### PROVIDED RECORDS ###
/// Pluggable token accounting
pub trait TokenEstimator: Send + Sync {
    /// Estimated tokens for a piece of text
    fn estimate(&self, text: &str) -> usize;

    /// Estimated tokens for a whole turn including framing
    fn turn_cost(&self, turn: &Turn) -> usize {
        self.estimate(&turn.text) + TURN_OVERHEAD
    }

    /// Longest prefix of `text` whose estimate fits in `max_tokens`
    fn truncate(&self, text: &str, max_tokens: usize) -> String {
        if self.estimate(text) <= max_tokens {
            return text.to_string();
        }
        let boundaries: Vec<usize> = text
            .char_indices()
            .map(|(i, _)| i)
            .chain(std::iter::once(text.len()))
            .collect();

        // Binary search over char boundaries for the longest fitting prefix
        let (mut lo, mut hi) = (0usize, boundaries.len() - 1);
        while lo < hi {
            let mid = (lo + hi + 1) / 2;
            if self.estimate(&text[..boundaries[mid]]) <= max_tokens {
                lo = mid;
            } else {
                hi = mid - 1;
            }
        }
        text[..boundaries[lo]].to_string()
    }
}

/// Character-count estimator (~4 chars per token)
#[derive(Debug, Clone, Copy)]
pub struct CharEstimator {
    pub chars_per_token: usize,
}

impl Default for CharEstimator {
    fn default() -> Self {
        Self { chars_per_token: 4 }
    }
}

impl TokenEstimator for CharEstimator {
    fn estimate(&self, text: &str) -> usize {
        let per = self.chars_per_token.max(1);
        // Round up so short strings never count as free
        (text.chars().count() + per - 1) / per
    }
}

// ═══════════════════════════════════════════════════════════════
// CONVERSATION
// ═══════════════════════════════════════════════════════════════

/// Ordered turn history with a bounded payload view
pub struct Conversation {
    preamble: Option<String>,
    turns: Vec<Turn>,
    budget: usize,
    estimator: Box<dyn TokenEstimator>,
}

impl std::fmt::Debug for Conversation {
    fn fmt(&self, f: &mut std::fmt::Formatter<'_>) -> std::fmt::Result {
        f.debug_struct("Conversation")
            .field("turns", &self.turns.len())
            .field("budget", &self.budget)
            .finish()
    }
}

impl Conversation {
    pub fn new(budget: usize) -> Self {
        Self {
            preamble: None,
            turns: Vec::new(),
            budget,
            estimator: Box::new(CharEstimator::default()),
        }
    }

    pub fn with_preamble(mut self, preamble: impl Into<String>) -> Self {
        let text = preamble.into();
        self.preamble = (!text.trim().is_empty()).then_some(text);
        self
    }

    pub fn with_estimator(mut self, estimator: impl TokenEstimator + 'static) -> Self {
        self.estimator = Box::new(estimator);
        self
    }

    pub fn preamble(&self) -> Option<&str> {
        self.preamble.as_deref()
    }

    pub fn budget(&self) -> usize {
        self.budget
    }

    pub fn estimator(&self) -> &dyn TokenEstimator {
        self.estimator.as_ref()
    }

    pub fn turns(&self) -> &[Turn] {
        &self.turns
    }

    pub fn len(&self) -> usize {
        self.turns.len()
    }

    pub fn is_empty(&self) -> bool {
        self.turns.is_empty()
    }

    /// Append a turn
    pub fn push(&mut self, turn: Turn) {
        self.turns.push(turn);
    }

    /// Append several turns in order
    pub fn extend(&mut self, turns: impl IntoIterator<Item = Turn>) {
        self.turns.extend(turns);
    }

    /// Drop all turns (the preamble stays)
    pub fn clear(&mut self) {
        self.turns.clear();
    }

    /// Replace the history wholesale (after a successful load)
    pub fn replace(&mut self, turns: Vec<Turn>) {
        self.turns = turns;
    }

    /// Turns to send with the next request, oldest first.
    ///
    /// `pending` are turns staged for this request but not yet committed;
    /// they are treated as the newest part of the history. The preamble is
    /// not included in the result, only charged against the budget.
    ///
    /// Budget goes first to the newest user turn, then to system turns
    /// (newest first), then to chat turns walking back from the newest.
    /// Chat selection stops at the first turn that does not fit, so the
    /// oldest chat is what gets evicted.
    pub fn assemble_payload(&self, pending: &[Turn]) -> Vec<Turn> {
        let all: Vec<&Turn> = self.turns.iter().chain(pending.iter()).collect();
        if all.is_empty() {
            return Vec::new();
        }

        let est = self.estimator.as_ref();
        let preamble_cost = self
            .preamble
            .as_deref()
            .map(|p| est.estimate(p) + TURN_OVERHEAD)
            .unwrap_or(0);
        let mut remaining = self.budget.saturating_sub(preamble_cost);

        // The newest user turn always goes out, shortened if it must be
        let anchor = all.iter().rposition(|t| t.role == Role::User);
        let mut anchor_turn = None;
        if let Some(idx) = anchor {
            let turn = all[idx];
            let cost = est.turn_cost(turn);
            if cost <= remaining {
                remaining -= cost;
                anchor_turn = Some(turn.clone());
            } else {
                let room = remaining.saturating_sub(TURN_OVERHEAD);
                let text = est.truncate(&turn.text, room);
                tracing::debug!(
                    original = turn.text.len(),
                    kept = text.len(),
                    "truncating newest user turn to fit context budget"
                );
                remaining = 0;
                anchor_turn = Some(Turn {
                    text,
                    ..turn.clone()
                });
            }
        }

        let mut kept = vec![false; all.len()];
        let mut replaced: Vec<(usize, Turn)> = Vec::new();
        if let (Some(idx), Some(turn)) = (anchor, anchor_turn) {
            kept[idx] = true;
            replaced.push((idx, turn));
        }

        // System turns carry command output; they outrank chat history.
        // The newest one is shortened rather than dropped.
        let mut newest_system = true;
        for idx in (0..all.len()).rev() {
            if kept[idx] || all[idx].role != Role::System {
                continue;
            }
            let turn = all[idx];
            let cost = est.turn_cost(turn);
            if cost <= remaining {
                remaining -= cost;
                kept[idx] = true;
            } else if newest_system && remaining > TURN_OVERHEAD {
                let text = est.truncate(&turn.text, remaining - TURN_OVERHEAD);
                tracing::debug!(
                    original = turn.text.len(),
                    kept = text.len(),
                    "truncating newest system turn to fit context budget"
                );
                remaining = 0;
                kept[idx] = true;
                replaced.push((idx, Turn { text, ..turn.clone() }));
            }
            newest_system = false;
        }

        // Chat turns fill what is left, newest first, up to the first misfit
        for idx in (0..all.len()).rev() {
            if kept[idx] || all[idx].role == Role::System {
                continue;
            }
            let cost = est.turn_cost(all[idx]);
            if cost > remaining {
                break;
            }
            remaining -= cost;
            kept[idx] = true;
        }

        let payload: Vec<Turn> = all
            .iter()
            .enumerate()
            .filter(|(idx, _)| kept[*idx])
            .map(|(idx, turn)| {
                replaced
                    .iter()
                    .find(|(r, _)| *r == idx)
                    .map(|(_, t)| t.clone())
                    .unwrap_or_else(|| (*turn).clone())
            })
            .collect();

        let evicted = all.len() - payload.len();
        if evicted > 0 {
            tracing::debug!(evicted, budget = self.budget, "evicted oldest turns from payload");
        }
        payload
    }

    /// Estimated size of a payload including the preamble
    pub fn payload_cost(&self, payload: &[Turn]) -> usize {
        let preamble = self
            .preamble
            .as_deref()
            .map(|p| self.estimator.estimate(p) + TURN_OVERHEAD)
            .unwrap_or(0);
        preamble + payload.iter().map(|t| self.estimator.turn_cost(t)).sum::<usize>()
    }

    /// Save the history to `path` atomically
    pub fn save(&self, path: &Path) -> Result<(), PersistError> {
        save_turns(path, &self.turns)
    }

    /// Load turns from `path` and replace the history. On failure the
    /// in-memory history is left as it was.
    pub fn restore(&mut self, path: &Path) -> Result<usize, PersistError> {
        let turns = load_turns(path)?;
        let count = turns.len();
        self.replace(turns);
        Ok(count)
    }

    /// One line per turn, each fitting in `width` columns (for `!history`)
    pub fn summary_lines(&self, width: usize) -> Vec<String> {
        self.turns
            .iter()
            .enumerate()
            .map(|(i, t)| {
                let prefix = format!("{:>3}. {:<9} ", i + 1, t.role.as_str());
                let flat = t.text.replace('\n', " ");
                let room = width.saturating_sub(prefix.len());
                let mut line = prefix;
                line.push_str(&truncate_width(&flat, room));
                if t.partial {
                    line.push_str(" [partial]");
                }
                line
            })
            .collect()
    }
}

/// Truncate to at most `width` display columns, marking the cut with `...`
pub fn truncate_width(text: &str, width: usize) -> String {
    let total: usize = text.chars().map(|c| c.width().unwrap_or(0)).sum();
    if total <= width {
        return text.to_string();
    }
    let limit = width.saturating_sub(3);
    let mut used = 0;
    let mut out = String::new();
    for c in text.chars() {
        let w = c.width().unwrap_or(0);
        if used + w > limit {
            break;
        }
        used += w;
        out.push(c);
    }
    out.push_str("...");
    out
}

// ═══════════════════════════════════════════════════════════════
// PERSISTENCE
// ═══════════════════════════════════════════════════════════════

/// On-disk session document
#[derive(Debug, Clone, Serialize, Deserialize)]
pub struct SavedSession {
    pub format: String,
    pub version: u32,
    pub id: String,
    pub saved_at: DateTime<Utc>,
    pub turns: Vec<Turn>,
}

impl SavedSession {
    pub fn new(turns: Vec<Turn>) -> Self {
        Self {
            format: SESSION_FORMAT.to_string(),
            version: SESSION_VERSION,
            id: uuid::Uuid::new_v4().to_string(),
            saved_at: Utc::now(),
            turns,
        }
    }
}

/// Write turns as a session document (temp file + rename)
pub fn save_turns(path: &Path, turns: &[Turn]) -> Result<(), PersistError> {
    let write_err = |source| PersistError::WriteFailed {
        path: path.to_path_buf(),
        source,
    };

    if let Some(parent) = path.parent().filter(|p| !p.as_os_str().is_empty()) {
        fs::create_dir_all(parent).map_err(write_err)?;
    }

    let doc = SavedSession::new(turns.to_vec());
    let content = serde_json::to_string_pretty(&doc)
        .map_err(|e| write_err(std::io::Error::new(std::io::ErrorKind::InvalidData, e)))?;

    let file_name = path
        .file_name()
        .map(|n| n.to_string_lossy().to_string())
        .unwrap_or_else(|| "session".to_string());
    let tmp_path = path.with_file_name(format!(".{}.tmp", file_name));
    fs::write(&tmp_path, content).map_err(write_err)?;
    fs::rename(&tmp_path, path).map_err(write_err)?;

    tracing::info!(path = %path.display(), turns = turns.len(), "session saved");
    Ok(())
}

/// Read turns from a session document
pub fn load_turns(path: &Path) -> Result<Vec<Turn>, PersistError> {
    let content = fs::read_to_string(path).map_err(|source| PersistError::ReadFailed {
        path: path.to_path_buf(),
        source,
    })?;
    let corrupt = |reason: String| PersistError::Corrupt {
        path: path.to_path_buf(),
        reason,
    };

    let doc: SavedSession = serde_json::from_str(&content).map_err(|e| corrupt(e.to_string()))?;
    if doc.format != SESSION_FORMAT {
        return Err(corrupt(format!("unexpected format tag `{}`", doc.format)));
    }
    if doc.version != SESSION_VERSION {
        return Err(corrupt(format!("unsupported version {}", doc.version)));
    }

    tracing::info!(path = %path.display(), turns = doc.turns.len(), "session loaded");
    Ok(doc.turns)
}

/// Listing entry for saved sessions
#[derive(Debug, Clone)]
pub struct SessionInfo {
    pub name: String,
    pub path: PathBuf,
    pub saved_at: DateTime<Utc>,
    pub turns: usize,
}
###
_ACTION ITEM:_ Write out exactly the lines that fall from the line with "line.push_str(&truncate_width(&flat, room));" to the line with "if total <= width" in the records above, keeping both ends.

_ANSWER SPACE:_
                line.push_str(&truncate_width(&flat, room));
                if t.partial {
                    line.push_str(" [partial]");
                }
                line
            })
            .collect()
    }
}

/// Truncate to at most `width` display columns, marking the cut with `...`
pub fn truncate_width(text: &str, width: usize) -> String {
    let total: usize = text.chars().map(|c| c.width().unwrap_or(0)).sum();
    if total <= width {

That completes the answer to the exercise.